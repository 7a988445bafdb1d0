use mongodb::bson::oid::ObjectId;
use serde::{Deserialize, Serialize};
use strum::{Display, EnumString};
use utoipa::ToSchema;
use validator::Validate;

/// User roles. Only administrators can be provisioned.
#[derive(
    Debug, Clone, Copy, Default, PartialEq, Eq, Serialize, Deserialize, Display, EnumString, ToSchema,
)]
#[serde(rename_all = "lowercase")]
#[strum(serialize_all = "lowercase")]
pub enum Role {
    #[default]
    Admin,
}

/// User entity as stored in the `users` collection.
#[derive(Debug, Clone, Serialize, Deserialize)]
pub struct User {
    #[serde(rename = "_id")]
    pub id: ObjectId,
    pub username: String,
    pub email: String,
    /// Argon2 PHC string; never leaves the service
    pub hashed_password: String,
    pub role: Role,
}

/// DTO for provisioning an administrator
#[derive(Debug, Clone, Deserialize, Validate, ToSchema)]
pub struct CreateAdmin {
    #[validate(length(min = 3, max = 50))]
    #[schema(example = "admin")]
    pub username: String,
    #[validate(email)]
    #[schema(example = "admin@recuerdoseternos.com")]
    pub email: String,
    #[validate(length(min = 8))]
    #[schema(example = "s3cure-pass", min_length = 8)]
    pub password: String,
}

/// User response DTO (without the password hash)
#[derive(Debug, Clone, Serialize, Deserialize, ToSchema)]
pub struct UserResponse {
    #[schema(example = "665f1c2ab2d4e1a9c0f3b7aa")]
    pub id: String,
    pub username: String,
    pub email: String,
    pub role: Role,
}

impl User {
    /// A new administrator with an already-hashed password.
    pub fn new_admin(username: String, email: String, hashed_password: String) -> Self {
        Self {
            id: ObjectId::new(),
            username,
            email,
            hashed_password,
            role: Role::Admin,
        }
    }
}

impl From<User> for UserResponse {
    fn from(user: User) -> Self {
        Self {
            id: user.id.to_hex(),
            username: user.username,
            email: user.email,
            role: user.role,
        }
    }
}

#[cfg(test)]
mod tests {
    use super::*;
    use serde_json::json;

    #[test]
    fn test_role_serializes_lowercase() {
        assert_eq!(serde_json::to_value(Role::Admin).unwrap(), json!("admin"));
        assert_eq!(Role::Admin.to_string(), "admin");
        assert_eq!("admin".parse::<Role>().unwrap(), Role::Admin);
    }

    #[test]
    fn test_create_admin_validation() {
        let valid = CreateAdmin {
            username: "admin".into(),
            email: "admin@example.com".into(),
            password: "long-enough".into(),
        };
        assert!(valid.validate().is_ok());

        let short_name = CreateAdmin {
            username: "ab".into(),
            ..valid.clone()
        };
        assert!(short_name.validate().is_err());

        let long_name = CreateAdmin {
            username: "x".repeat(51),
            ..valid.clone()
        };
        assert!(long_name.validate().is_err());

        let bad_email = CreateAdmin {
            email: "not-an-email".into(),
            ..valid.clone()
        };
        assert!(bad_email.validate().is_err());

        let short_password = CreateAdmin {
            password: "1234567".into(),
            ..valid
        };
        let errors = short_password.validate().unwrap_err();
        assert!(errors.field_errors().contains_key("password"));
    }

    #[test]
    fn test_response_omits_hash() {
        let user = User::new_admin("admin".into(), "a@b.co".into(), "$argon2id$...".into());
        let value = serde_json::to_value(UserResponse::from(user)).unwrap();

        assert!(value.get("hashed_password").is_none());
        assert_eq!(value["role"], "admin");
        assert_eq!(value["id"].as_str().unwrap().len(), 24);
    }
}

☆ ☆ ☆ ☆ ☆ ☆ ☆

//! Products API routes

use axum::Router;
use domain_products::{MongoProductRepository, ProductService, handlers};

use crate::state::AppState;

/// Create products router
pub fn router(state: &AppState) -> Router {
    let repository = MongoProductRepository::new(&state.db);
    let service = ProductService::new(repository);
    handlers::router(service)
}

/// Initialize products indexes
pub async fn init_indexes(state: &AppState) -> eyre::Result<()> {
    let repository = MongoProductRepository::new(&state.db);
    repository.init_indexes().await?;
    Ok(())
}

☆ ☆ ☆ ☆ ☆ ☆ ☆

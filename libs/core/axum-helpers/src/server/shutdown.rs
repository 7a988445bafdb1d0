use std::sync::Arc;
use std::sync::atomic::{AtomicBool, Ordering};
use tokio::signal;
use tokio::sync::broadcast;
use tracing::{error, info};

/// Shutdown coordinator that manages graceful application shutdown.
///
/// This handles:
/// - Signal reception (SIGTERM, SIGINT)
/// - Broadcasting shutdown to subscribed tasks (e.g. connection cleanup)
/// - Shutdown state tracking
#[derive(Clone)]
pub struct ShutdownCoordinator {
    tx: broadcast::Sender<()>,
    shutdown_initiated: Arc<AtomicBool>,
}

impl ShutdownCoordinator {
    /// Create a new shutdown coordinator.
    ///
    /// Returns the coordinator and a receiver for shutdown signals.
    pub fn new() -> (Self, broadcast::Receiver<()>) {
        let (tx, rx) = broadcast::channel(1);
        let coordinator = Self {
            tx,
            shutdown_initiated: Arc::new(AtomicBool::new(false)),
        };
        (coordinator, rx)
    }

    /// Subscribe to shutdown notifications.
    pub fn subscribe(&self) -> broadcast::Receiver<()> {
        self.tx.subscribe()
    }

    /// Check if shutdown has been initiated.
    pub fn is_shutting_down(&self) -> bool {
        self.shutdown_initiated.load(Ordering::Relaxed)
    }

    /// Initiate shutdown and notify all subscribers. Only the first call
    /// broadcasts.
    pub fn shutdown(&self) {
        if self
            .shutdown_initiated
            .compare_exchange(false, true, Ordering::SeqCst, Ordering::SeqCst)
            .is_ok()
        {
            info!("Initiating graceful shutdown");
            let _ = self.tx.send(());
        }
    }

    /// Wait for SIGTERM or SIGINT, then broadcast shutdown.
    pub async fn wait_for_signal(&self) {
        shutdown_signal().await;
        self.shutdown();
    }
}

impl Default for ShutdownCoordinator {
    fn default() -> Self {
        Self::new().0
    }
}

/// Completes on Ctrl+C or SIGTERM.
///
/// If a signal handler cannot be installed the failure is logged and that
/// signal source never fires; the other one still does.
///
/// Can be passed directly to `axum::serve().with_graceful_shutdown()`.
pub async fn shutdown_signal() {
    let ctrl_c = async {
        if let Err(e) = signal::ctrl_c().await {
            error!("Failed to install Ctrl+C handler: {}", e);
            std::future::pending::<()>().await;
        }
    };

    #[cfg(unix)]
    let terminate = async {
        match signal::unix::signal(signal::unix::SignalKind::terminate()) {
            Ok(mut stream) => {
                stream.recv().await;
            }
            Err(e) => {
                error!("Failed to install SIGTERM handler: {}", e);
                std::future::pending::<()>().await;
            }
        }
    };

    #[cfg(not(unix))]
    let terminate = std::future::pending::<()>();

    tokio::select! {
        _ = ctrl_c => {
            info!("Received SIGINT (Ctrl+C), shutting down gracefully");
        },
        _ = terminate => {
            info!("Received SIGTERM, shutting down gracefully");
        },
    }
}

☆ ☆ ☆ ☆ ☆ ☆ ☆

WHAT YOU SHOULD DO: Across the entries above, work out how many lines include the string "handlers", and report only that figure.

WRITTEN ANSWER: 2